[Recorded data]
//! Joins a single-instant historical reading onto the aggregated locations.

use crate::config::PipelineConfig;
use crate::error::WeatherInsightsError;
use crate::types::columns::{
    hourly_path, ELEVATION, LATITUDE, LONGITUDE, YEAR_START_HUMIDITY, YEAR_START_TEMP,
    YEAR_START_WIND_SPEED,
};
use crate::weather_data::error::SchemaError;
use crate::weather_data::normalize::fetch_table;
use crate::weather_data::source::{QueryParams, WeatherSource};
use log::{info, warn};
use polars::prelude::*;

/// Query for the historical snapshot of the locations in `aggregated`, pinned to the
/// configured date and hour.
pub fn historical_params(
    config: &PipelineConfig,
    aggregated: &DataFrame,
) -> Result<QueryParams, SchemaError> {
    let timestamp = config.historical_timestamp();
    let date = config.historical_date.format("%Y-%m-%d").to_string();
    Ok(QueryParams::new()
        .with("latitude", joined_column(aggregated, LATITUDE)?)
        .with("longitude", joined_column(aggregated, LONGITUDE)?)
        .with("start_date", &date)
        .with("end_date", &date)
        .with("start_hour", &timestamp)
        .with("end_hour", &timestamp)
        .with("hourly", config.historical_fields.names().join(",")))
}

/// Fetches the historical snapshot and inner-joins it onto `aggregated` by
/// `(latitude, longitude)`, adding `year_start_temp`, `year_start_humidity` and
/// `year_start_wind_speed`.
///
/// Locations the source returns no reading for are dropped.
pub async fn append_historical(
    source: &dyn WeatherSource,
    config: &PipelineConfig,
    aggregated: DataFrame,
) -> Result<DataFrame, WeatherInsightsError> {
    let fields = &config.historical_fields;
    let required_fields = vec![
        LATITUDE.to_string(),
        LONGITUDE.to_string(),
        ELEVATION.to_string(),
        hourly_path(&fields.temperature),
        hourly_path(&fields.humidity),
        hourly_path(&fields.wind_speed),
    ];
    let array_fields: Vec<String> = fields.names().iter().map(|f| f.to_string()).collect();

    let params = historical_params(config, &aggregated)?;
    let snapshot = fetch_table(
        source,
        &config.historical_url,
        &params,
        &required_fields,
        &array_fields,
    )
    .await?
    .lazy()
    .select([
        col(LATITUDE),
        col(LONGITUDE),
        col(fields.temperature.as_str()).alias(YEAR_START_TEMP),
        col(fields.humidity.as_str()).alias(YEAR_START_HUMIDITY),
        col(fields.wind_speed.as_str()).alias(YEAR_START_WIND_SPEED),
    ]);

    let locations = aggregated.height();
    let enriched = aggregated
        .lazy()
        .join(
            snapshot,
            [col(LATITUDE), col(LONGITUDE)],
            [col(LATITUDE), col(LONGITUDE)],
            JoinArgs::new(JoinType::Inner),
        )
        .collect()?;

    if enriched.height() < locations {
        warn!(
            "{} location(s) dropped: no historical reading at {}",
            locations - enriched.height(),
            config.historical_timestamp()
        );
    }
    info!(
        "Enriched {} location(s) with the {} snapshot",
        enriched.height(),
        config.historical_timestamp()
    );
    Ok(enriched)
}

fn joined_column(frame: &DataFrame, name: &str) -> Result<String, SchemaError> {
    let column = frame.column(name).map_err(|_| SchemaError::MissingColumn {
        column: name.to_string(),
    })?;
    let values = column.str().map_err(|e| SchemaError::ColumnType {
        column: name.to_string(),
        source: e,
    })?;
    // Latitudes and longitudes are paired by position, a skipped null would misalign them.
    let values = values
        .into_iter()
        .enumerate()
        .map(|(row, value)| {
            value.ok_or_else(|| SchemaError::NullValue {
                column: name.to_string(),
                row,
            })
        })
        .collect::<Result<Vec<_>, _>>()?;
    Ok(values.join(","))
}
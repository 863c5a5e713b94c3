use crate::geocoding::error::ResolutionError;
use crate::geocoding::Geocoder;
use crate::types::lat_lon::City;
use log::{info, warn};

/// Resolves every city in `cities`, one lookup at a time, preserving order.
///
/// Fails on the first city the geocoder cannot place; downstream parameter lists are
/// positional, so a skipped city would shift every coordinate after it.
pub async fn resolve_cities(
    geocoder: &dyn Geocoder,
    cities: &[String],
) -> Result<Vec<City>, ResolutionError> {
    let mut resolved = Vec::with_capacity(cities.len());
    for name in cities {
        let location = geocoder
            .geocode(name)
            .await?
            .ok_or_else(|| ResolutionError::NotFound { city: name.clone() })?;
        info!("Adding city - {}, coordinates: {}", name, location);
        resolved.push(City::new(name.as_str(), location));
    }
    warn_on_shared_coordinates(&resolved);
    Ok(resolved)
}

// Locations are grouped by coordinate, so cities sharing one end up in a single row.
fn warn_on_shared_coordinates(cities: &[City]) {
    for (i, city) in cities.iter().enumerate() {
        if let Some(other) = cities[..i].iter().find(|c| c.location == city.location) {
            warn!(
                "Cities '{}' and '{}' resolved to the same coordinates ({}); they will be aggregated as one location",
                other.name, city.name, city.location
            );
        }
    }
}
use serde::{Deserialize, Serialize};
use std::fmt;

/// Represents a geographical coordinate using latitude and longitude.
///
/// Latitude is the first element (index 0), and longitude is the second (index 1).
/// Both values are WGS84 degrees represented as `f64`.
///
/// # Examples
///
/// ```
/// use weather_insights::LatLon;
///
/// let reykjavik = LatLon(64.1355, -21.8954);
/// assert_eq!(reykjavik.0, 64.1355); // Latitude
/// assert_eq!(reykjavik.1, -21.8954); // Longitude
/// ```
#[derive(Debug, Clone, Copy, PartialEq, Serialize, Deserialize)]
pub struct LatLon(pub f64, pub f64);

impl fmt::Display for LatLon {
    fn fmt(&self, f: &mut fmt::Formatter<'_>) -> fmt::Result {
        write!(f, "{}, {}", self.0, self.1)
    }
}

/// A configured city name together with the coordinate the geocoder resolved it to.
#[derive(Debug, Clone, PartialEq, Serialize, Deserialize)]
pub struct City {
    pub name: String,
    pub location: LatLon,
}

impl City {
    pub fn new(name: impl Into<String>, location: LatLon) -> Self {
        Self {
            name: name.into(),
            location,
        }
    }
}

/// Joins the latitudes of `cities` into the comma separated list the weather source expects.
pub fn join_latitudes(cities: &[City]) -> String {
    cities
        .iter()
        .map(|city| city.location.0.to_string())
        .collect::<Vec<_>>()
        .join(",")
}

/// Joins the longitudes of `cities` into the comma separated list the weather source expects.
pub fn join_longitudes(cities: &[City]) -> String {
    cities
        .iter()
        .map(|city| city.location.1.to_string())
        .collect::<Vec<_>>()
        .join(",")
}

* BRIEF:
Every line that contains the string "WeatherInsightsError" should be copied from the entries.

* OUTPUT FOR THIS EXERCISE:
use crate::error::WeatherInsightsError;
) -> Result<DataFrame, WeatherInsightsError> {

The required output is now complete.